__EXERCISE DESCRIPTION__: Lines with the word "agentdash" in them are the ones to copy from the records.

RECORDS FOR THIS TASK: Begin

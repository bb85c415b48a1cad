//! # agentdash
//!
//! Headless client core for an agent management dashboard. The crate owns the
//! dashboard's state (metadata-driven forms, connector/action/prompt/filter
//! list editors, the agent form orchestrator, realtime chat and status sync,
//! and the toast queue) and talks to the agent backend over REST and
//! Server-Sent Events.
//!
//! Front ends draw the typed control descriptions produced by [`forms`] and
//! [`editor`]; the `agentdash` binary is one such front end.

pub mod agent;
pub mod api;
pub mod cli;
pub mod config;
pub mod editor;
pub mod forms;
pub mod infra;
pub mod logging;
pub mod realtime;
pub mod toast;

RECORDS FOR THIS TASK: End
RECORDS FOR THIS TASK: Begin

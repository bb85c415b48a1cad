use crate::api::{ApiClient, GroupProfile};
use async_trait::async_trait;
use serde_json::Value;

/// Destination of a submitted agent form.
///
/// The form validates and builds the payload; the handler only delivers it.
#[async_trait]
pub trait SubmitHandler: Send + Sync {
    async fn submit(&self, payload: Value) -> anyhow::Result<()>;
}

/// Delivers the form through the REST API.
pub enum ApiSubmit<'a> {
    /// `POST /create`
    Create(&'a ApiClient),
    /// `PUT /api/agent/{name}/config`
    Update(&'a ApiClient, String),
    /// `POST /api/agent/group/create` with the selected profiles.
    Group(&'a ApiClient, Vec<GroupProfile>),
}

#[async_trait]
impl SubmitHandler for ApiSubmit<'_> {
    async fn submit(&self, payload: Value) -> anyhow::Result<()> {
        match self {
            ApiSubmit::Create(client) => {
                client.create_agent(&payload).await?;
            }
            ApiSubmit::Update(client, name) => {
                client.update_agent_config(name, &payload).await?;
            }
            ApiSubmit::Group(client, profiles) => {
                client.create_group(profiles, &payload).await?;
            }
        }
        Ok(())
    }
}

RECORDS FOR THIS TASK: End
RECORDS FOR THIS TASK: Begin

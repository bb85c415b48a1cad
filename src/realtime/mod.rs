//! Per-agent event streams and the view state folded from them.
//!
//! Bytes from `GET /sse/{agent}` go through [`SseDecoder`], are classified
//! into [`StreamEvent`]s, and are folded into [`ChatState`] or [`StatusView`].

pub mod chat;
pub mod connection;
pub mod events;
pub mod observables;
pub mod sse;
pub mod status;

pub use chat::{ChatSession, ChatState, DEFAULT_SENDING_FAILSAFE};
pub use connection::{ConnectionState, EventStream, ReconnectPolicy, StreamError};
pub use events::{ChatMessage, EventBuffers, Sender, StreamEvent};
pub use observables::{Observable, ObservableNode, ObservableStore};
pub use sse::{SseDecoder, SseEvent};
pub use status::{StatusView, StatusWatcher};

RECORDS FOR THIS TASK: End

__REPLY__:
//! # agentdash
//! [`editor`]; the `agentdash` binary is one such front end.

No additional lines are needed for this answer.